For the first time I was able to make this happen at a throttle position other than WOT. Further aiding to the puzzle.

When looking at a log of a pull I can see that load drops considerably when the cut out happens. Fuel injectors are not bothered by it at all. There is a brief rich condition that occurs at the same time further proving that the injectors and fueling is not the problem.

So...I believe it has to be something electrical causing the problem.

Just for the hell of it I took off my APS bov and gave it a good rebuild/lube/sealing. I performed a little leak down test on it and it appears that the seal is starting to give way. It looses pressure over time.....albeit very slowly. Upon reinstall I tightened the adjustment a little further.

I also adjusted the WGA arm slightly looser. It was 2 1/2 turns tight. It is now only 1 1/2 turn tight. The looser actions may allow for smoother boost control.

For the inability to get the AFR to go lower, I believe I found the culperate.

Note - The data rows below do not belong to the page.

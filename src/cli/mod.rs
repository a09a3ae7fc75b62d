// Ultralytics 🚀 AGPL-3.0 License - https://ultralytics.com/license

//! Command-line interface: argument parsing, console logging and the
//! `openpose-tracker` run.

/// CLI arguments.
pub mod args;

/// Console logging macros and verbosity switch.
pub mod logging;

/// Tracking run.
pub mod run;
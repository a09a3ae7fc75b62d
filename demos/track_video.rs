// Ultralytics 🚀 AGPL-3.0 License - https://ultralytics.com/license

//! Example script tracking people through a video with the library API.
//!
//! This example covers:
//! 1. Loading the BODY_25 model, downloading it first when a URL is given.
//! 2. Tracking a video into an output directory.
//! 3. Reading the track log back and summarizing it.
//!
//! ```bash
//! cargo run --release --example track_video --features onnx,video -- walk.mp4 [weights-url]
//! ```

use std::path::Path;

use openpose_tracker::download::{DEFAULT_WEIGHTS, ensure_weights};
use openpose_tracker::{
    DetecTracker, OpenPoseModel, PoseConfig, Result, RunConfig, SortTracker, TrackLog,
    TrackerConfig,
};

fn main() -> Result<()> {
    let mut args = std::env::args().skip(1);
    let video = args.next().unwrap_or_else(|| "video.mp4".to_string());
    let weights_url = args.next();

    if !Path::new(&video).exists() {
        println!("Skipping: '{video}' not found.");
        return Ok(());
    }

    // 1. Load the model
    let weights = ensure_weights(DEFAULT_WEIGHTS, weights_url.as_deref())?;
    let model = OpenPoseModel::load(weights, PoseConfig::default().with_pad_resize(true))?;

    // 2. Track the first 10 seconds at 30 fps
    let out_dir = Path::new("runs/track/example");
    std::fs::create_dir_all(out_dir)?;

    let mut pipeline = DetecTracker::new(model, SortTracker::new(TrackerConfig::default()));
    let config = RunConfig::new().with_max_frames(Some(300));
    let output = pipeline.run_on_video(&video, out_dir, &config)?;

    // 3. Summarize the log
    let log = TrackLog::load(&output.tracks_path)?;
    for id in log.track_ids() {
        let frames = log
            .records()
            .iter()
            .filter(|r| r.tracks.iter().any(|t| t.id == id))
            .count();
        println!("person {id}: visible in {frames} frames");
    }

    println!("\nSaved {} and {}", output.video_path.display(), output.tracks_path.display());
    Ok(())
}
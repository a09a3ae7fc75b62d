// Ultralytics 🚀 AGPL-3.0 License - https://ultralytics.com/license

//! Post-processing for OpenPose BODY_25 outputs.
//!
//! The network produces 26 heatmaps (25 joints plus background) and 52 part
//! affinity field channels at input resolution. Decoding runs in four steps:
//!
//! 1. [`find_peaks`] extracts joint candidates as local maxima of each heatmap.
//! 2. [`find_connections`] scores candidate limbs by integrating the PAF along
//!    the segment between two candidates and greedily keeps the best ones.
//! 3. [`assemble_people`] groups limbs that share joints into people.
//! 4. [`decode`] maps everything back to frame coordinates as [`Detection`]s.

#![allow(
    clippy::cast_precision_loss,
    clippy::cast_possible_truncation,
    clippy::cast_sign_loss
)]

use ndarray::{Array3, Axis};

use crate::config::PoseConfig;
use crate::detection::{BoundingBox, Detection, Keypoint};
use crate::error::{PipelineError, Result};
use crate::preprocessing::{ResizeTransform, resize_plane};
use crate::visualizer::skeleton::{
    HEATMAP_CHANNELS, LIMBS, NUM_JOINTS, NUM_LIMBS, PAF_CHANNELS, PAF_INDICES,
};

/// Number of points sampled along a candidate limb.
const LIMB_SAMPLES: usize = 10;

/// Fraction of samples that must be aligned with the field.
const MIN_ALIGNED_RATIO: f32 = 0.8;

/// Minimum average score per joint for a person to be kept.
const MIN_AVG_SCORE: f32 = 0.4;

/// Network outputs in `(H, W, C)` layout at input resolution.
#[derive(Debug, Clone)]
pub struct PoseMaps {
    /// Joint heatmaps, `(R, R, 26)`.
    pub heatmaps: Array3<f32>,
    /// Part affinity fields, `(R, R, 52)`.
    pub pafs: Array3<f32>,
}
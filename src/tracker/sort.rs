// Ultralytics 🚀 AGPL-3.0 License - https://ultralytics.com/license

use super::assignment::linear_assignment;
use super::kalman_filter::{KalmanFilter, Measurement, StateCov, StateMean};
use super::{TrackSnapshot, Tracker};
use crate::config::TrackerConfig;
use crate::detection::{BoundingBox, Detection, Keypoint};
use crate::error::Result;

/// Smallest box side fed to the filter, so degenerate boxes keep a valid aspect.
const MIN_SIDE: f32 = 1.0;

/// One live track.
#[derive(Debug, Clone)]
struct Track {
    id: u64,
    mean: StateMean,
    covariance: StateCov,
    keypoints: Vec<Option<Keypoint>>,
    score: f32,
    age: u32,
    hits: u32,
    time_since_update: u32,
}

impl Track {
    fn bbox(&self) -> BoundingBox {
        BoundingBox::from_center_aspect(self.mean[0], self.mean[1], self.mean[2], self.mean[3])
    }

    fn is_finite(&self) -> bool {
        self.mean.iter().all(|v| v.is_finite())
    }

    fn snapshot(&self) -> TrackSnapshot {
        TrackSnapshot {
            id: self.id,
            bbox: self.bbox(),
            keypoints: self.keypoints.clone(),
            score: self.score,
            age: self.age,
            hits: self.hits,
            time_since_update: self.time_since_update,
        }
    }
}

/// `[cx, cy, aspect, h]` for a box.
fn to_measurement(bbox: &BoundingBox) -> Measurement {
    let (cx, cy) = bbox.center();
    let w = bbox.width().max(MIN_SIDE);
    let h = bbox.height().max(MIN_SIDE);
    Measurement::new(cx, cy, w / h, h)
}

/// SORT-style tracker: Kalman prediction plus Hungarian IoU matching.
///
/// # Example
///
/// ```
/// use openpose_tracker::{BoundingBox, Detection, SortTracker, Tracker, TrackerConfig};
///
/// let mut tracker = SortTracker::new(TrackerConfig::default());
/// let person = Detection::from_bbox(BoundingBox::new(10.0, 10.0, 50.0, 120.0), 0.9);
/// let tracks = tracker.update(&[person])?;
/// assert_eq!(tracks[0].id, 1);
/// # Ok::<(), openpose_tracker::PipelineError>(())
/// ```
#[derive(Debug, Clone)]
pub struct SortTracker {
    config: TrackerConfig,
    kalman: KalmanFilter,
    tracks: Vec<Track>,
    frame_count: u32,
    next_id: u64,
}

impl SortTracker {
    /// Create an empty tracker.
    #[must_use]
    pub fn new(config: TrackerConfig) -> Self {
        Self {
            config,
            kalman: KalmanFilter::default(),
            tracks: Vec::new(),
            frame_count: 0,
            next_id: 1,
        }
    }

    /// Tracker configuration.
    #[must_use]
    pub const fn config(&self) -> &TrackerConfig {
        &self.config
    }

    /// Number of live tracks, including ones not reported this frame.
    #[must_use]
    pub fn num_tracks(&self) -> usize {
        self.tracks.len()
    }

    /// Frames seen so far.
    #[must_use]
    pub const fn frame_count(&self) -> u32 {
        self.frame_count
    }

    fn create_track(&mut self, bbox: &BoundingBox, detection: &Detection) {
        let (mean, covariance) = self.kalman.initiate(&to_measurement(bbox));
        self.tracks.push(Track {
            id: self.next_id,
            mean,
            covariance,
            keypoints: detection.keypoints.clone(),
            score: detection.score,
            age: 0,
            hits: 1,
            time_since_update: 0,
        });
        self.next_id += 1;
    }

    /// Match detection boxes to tracks, returning `(track, detection)` pairs.
    fn associate(&self, boxes: &[(usize, BoundingBox)]) -> Vec<(usize, usize)> {
        if self.tracks.is_empty() || boxes.is_empty() {
            return Vec::new();
        }

        let predicted: Vec<BoundingBox> = self.tracks.iter().map(Track::bbox).collect();
        let cost: Vec<Vec<f32>> = predicted
            .iter()
            .map(|p| boxes.iter().map(|(_, b)| 1.0 - p.iou(b)).collect())
            .collect();

        linear_assignment(&cost)
            .into_iter()
            .filter(|&(t, d)| predicted[t].iou(&boxes[d].1) >= self.config.iou_threshold)
            .collect()
    }
}

impl Tracker for SortTracker {
    fn update(&mut self, detections: &[Detection]) -> Result<Vec<TrackSnapshot>> {
        self.frame_count += 1;

        for track in &mut self.tracks {
            self.kalman.predict(&mut track.mean, &mut track.covariance);
            track.age += 1;
            track.time_since_update += 1;
        }
        self.tracks.retain(Track::is_finite);

        let boxes: Vec<(usize, BoundingBox)> = detections
            .iter()
            .enumerate()
            .filter_map(|(i, d)| d.bounding_box().map(|b| (i, b)))
            .collect();

        let matches = self.associate(&boxes);
        let mut matched = vec![false; boxes.len()];

        for &(t, d) in &matches {
            let (det_idx, bbox) = boxes[d];
            let detection = &detections[det_idx];
            let track = &mut self.tracks[t];
            let measurement = to_measurement(&bbox);
            if let Err(e) = self.kalman.update(&mut track.mean, &mut track.covariance, &measurement) {
                crate::warn!("Track {} restarted from its detection: {e}", track.id);
                (track.mean, track.covariance) = self.kalman.initiate(&measurement);
            }
            track.keypoints.clone_from(&detection.keypoints);
            track.score = detection.score;
            track.hits += 1;
            track.time_since_update = 0;
            matched[d] = true;
        }

        for (d, &(det_idx, bbox)) in boxes.iter().enumerate() {
            if !matched[d] {
                self.create_track(&bbox, &detections[det_idx]);
            }
        }

        let max_age = self.config.max_age;
        self.tracks.retain(|t| t.time_since_update <= max_age);

        let warming_up = self.frame_count <= self.config.min_hits;
        let mut snapshots: Vec<TrackSnapshot> = self
            .tracks
            .iter()
            .filter(|t| t.time_since_update == 0 && (warming_up || t.hits >= self.config.min_hits))
            .map(Track::snapshot)
            .collect();
        snapshots.sort_by_key(|s| s.id);
        Ok(snapshots)
    }
}
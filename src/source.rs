// Ultralytics 🚀 AGPL-3.0 License - https://ultralytics.com/license

//! Video input.
//!
//! [`VideoReader`] (feature `video`) decodes a file with FFmpeg and yields
//! `(frame, meta)` pairs, the item type the pipeline consumes. Any iterator of
//! the same item type can stand in for it, which is how tests feed frames.

use image::DynamicImage;
use ndarray::Array3;

use crate::error::{PipelineError, Result};

/// Metadata about a decoded frame.
#[derive(Debug, Clone, PartialEq)]
pub struct SourceMeta {
    /// Zero-based frame index.
    pub frame_idx: usize,
    /// Estimated total frame count, when the container reports a duration.
    pub total_frames: Option<usize>,
    /// Source path.
    pub path: String,
    /// Frames per second.
    pub fps: Option<f32>,
}

impl Default for SourceMeta {
    fn default() -> Self {
        Self {
            frame_idx: 0,
            total_frames: None,
            path: String::new(),
            fps: None,
        }
    }
}

impl SourceMeta {
    /// Metadata for frame `frame_idx` of `path`.
    #[must_use]
    pub fn new(path: impl Into<String>, frame_idx: usize) -> Self {
        Self {
            frame_idx,
            path: path.into(),
            ..Self::default()
        }
    }
}

/// Convert an HWC RGB array into an image.
///
/// # Errors
///
/// Returns [`PipelineError::ImageError`] if the array is not `H x W x 3`.
pub fn frame_to_image(frame: &Array3<u8>) -> Result<DynamicImage> {
    let &[height, width, channels] = frame.shape() else {
        return Err(PipelineError::ImageError("Frame is not three-dimensional".to_string()));
    };
    if channels != 3 {
        return Err(PipelineError::ImageError(format!(
            "Expected 3 channels, got {channels}"
        )));
    }
    let height = u32::try_from(height)
        .map_err(|_| PipelineError::ImageError("Frame height exceeds u32::MAX".to_string()))?;
    let width = u32::try_from(width)
        .map_err(|_| PipelineError::ImageError("Frame width exceeds u32::MAX".to_string()))?;

    let raw: Vec<u8> = frame.iter().copied().collect();
    let buffer = image::RgbImage::from_raw(width, height, raw)
        .ok_or_else(|| PipelineError::ImageError("Failed to create image from frame".to_string()))?;
    Ok(DynamicImage::ImageRgb8(buffer))
}

/// FFmpeg-backed frame iterator over a video file.
#[cfg(feature = "video")]
pub struct VideoReader {
    decoder: video_rs::decode::Decoder,
    path: String,
    current_frame: usize,
    total_frames: Option<usize>,
    fps: f32,
    finished: bool,
}

#[cfg(feature = "video")]
impl VideoReader {
    /// Open a video file.
    ///
    /// # Errors
    ///
    /// Returns [`PipelineError::ReadError`] if the file is missing or FFmpeg
    /// cannot open it.
    pub fn open<P: AsRef<std::path::Path>>(path: P) -> Result<Self> {
        let path = path.as_ref();
        crate::io::init_video();

        if !path.is_file() {
            return Err(PipelineError::ReadError(format!(
                "Video not found: {}",
                path.display()
            )));
        }

        let decoder = video_rs::decode::Decoder::new(path).map_err(|e| {
            PipelineError::ReadError(format!("Failed to open {}: {e}", path.display()))
        })?;

        let fps = decoder.frame_rate();
        #[allow(clippy::cast_possible_truncation, clippy::cast_sign_loss)]
        let total_frames = decoder.duration().ok().and_then(|duration| {
            let frames = duration.as_secs_f64() * f64::from(fps);
            (frames.is_finite() && frames > 0.0).then(|| frames.round() as usize)
        });

        Ok(Self {
            decoder,
            path: path.to_string_lossy().to_string(),
            current_frame: 0,
            total_frames,
            fps,
            finished: false,
        })
    }

    /// Frame size as `(width, height)`.
    #[must_use]
    pub fn size(&self) -> (u32, u32) {
        self.decoder.size()
    }

    /// Frames per second reported by the container.
    #[must_use]
    pub const fn fps(&self) -> f32 {
        self.fps
    }

    /// Estimated total frame count.
    #[must_use]
    pub const fn total_frames(&self) -> Option<usize> {
        self.total_frames
    }
}

#[cfg(feature = "video")]
impl Iterator for VideoReader {
    type Item = Result<(DynamicImage, SourceMeta)>;

    fn next(&mut self) -> Option<Self::Item> {
        if self.finished {
            return None;
        }

        match self.decoder.decode() {
            Ok((_ts, frame)) => {
                let meta = SourceMeta {
                    frame_idx: self.current_frame,
                    total_frames: self.total_frames,
                    path: self.path.clone(),
                    fps: Some(self.fps),
                };
                self.current_frame += 1;
                Some(frame_to_image(&frame).map(|img| (img, meta)))
            }
            Err(video_rs::Error::DecodeExhausted | video_rs::Error::ReadExhausted) => {
                self.finished = true;
                None
            }
            Err(e) => {
                // a broken packet mid-stream ends the run like a normal EOF
                crate::warn!(
                    "Stopping at frame {} of {}: {e}",
                    self.current_frame,
                    self.path
                );
                self.finished = true;
                None
            }
        }
    }
}
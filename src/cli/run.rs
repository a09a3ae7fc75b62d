// Ultralytics 🚀 AGPL-3.0 License - https://ultralytics.com/license

use std::path::{Path, PathBuf};

use crate::cli::args::Cli;
use crate::cli::logging::set_verbose;
use crate::error::{PipelineError, Result};
use crate::pipeline::RunOutput;
use crate::utils::find_next_run_dir;
use crate::{info, verbose};

/// Parent of the default output directories.
const RUNS_DIR: &str = "runs/track";

/// Pick the output directory: the one given, or a fresh `run{N}` under `runs_dir`.
///
/// Only the default directory is created; a given one must already exist.
/// The flag tells whether the directory was created here.
fn resolve_output_dir(output: Option<&PathBuf>, runs_dir: &Path) -> Result<(PathBuf, bool)> {
    if let Some(dir) = output {
        return Ok((dir.clone(), false));
    }

    let dir = find_next_run_dir(runs_dir, "run");
    std::fs::create_dir_all(&dir).map_err(|e| {
        PipelineError::WriteError(format!("Failed to create {}: {e}", dir.display()))
    })?;
    Ok((dir, true))
}

/// Run `f` in the resolved output directory.
///
/// A directory created for this run is removed again when `f` fails and left
/// nothing in it.
#[cfg_attr(not(feature = "onnx"), allow(dead_code))]
fn with_output_dir<T, F>(output: Option<&PathBuf>, runs_dir: &Path, f: F) -> Result<T>
where
    F: FnOnce(&Path) -> Result<T>,
{
    let (dir, created) = resolve_output_dir(output, runs_dir)?;
    let result = f(&dir);
    if result.is_err() && created {
        // remove_dir refuses non-empty directories
        let _ = std::fs::remove_dir(&dir);
    }
    result
}

/// Run the tracker as configured by the command line.
///
/// # Errors
///
/// Returns the first configuration, weights, input or output error.
pub fn run_tracking(args: &Cli) -> Result<RunOutput> {
    set_verbose(args.verbose);

    let pose_config = args.pose_config();
    let tracker_config = args.tracker_config();
    let run_config = args.run_config();
    pose_config.validate()?;
    tracker_config.validate()?;
    run_config.validate()?;

    if !args.source.is_file() {
        return Err(PipelineError::ReadError(format!(
            "Video not found: {}",
            args.source.display()
        )));
    }

    let weights = crate::download::ensure_weights(&args.weights, args.weights_url.as_deref())?;

    #[cfg(feature = "onnx")]
    {
        use crate::model::OpenPoseModel;
        use crate::pipeline::DetecTracker;
        use crate::tracker::SortTracker;

        let model = OpenPoseModel::load(&weights, pose_config)?;
        info!(
            "{} {} 🚀 Rust ONNX CPU, input {}x{}",
            crate::NAME,
            crate::VERSION,
            model.config().input_res,
            model.config().input_res
        );
        verbose!("Loaded {} (input '{}')", weights.display(), model.input_name());

        let mut pipeline = DetecTracker::new(model, SortTracker::new(tracker_config));
        let output = with_output_dir(args.output.as_ref(), Path::new(RUNS_DIR), |out_dir| {
            pipeline.run_on_video(&args.source, out_dir, &run_config)
        })?;

        crate::success!(
            "{} frames tracked, results saved to {}",
            output.frames,
            output
                .video_path
                .parent()
                .map_or_else(|| ".".into(), |p| p.display().to_string())
        );
        verbose!("  video:  {}", output.video_path.display());
        verbose!("  tracks: {}", output.tracks_path.display());
        Ok(output)
    }

    #[cfg(not(feature = "onnx"))]
    {
        let _ = (weights, tracker_config, RUNS_DIR);
        info!("{} {}", crate::NAME, crate::VERSION);
        verbose!("Rebuild with `--features onnx,video` to run the BODY_25 model");
        Err(PipelineError::FeatureNotEnabled(
            "Pose estimation requires the 'onnx' feature".to_string(),
        ))
    }
}

#[cfg(test)]
mod tests {
    use super::*;
    use clap::Parser;

    #[test]
    fn test_missing_source_is_read_error() {
        let args = Cli::parse_from(["app", "--source", "no_such_video.mp4", "--verbose", "false"]);
        assert!(matches!(
            run_tracking(&args).unwrap_err(),
            PipelineError::ReadError(_)
        ));
    }

    #[test]
    fn test_invalid_flags_rejected_first() {
        let args = Cli::parse_from([
            "app",
            "--source",
            "no_such_video.mp4",
            "--max-frames",
            "0",
            "--verbose",
            "false",
        ]);
        assert!(matches!(
            run_tracking(&args).unwrap_err(),
            PipelineError::ConfigError(_)
        ));
    }

    #[test]
    fn test_given_output_dir_is_not_created() {
        let dir = tempfile::tempdir().unwrap();
        let wanted = dir.path().join("missing");
        let (resolved, created) = resolve_output_dir(Some(&wanted), dir.path()).unwrap();
        assert_eq!(resolved, wanted);
        assert!(!created);
        assert!(!wanted.exists());
    }

    #[test]
    fn test_default_output_dir_created_in_sequence() {
        let runs = tempfile::tempdir().unwrap();
        let (first, created) = resolve_output_dir(None, runs.path()).unwrap();
        assert!(created && first.is_dir());
        assert_eq!(first, runs.path().join("run"));
        let (second, _) = resolve_output_dir(None, runs.path()).unwrap();
        assert_eq!(second, runs.path().join("run2"));
    }

    #[test]
    fn test_failed_run_removes_empty_default_dir() {
        let runs = tempfile::tempdir().unwrap();
        let result: Result<()> = with_output_dir(None, runs.path(), |dir| {
            assert!(dir.is_dir());
            Err(PipelineError::ReadError("undecodable input".to_string()))
        });

        assert!(matches!(result, Err(PipelineError::ReadError(_))));
        assert_eq!(std::fs::read_dir(runs.path()).unwrap().count(), 0);
    }

    #[test]
    fn test_failed_run_keeps_written_files() {
        let runs = tempfile::tempdir().unwrap();
        let result: Result<()> = with_output_dir(None, runs.path(), |dir| {
            std::fs::write(dir.join("partial_tracked.mp4"), b"").unwrap();
            Err(PipelineError::VideoError("encoder failed".to_string()))
        });

        assert!(result.is_err());
        assert!(runs.path().join("run").join("partial_tracked.mp4").is_file());
    }

    #[test]
    fn test_given_dir_kept_on_failure() {
        let dir = tempfile::tempdir().unwrap();
        let given = dir.path().join("out");
        std::fs::create_dir(&given).unwrap();
        let result: Result<()> = with_output_dir(Some(&given), dir.path(), |_| {
            Err(PipelineError::ReadError("bad".to_string()))
        });
        assert!(result.is_err());
        assert!(given.is_dir());
    }
}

When I was doing the BOV reinstall I noticed that the hole for the valve cover vent was open on my perrin suction pipe. The line was just laying in the engine bay. I have reconnected the line as it should be. (Cross my fingers this works)

AFRMAP does match nearly perfectly for all conditions other than above 100 load. It is off by as much as 3 full points at peak load. (9.6 AFRMAP vs 12.7 WB)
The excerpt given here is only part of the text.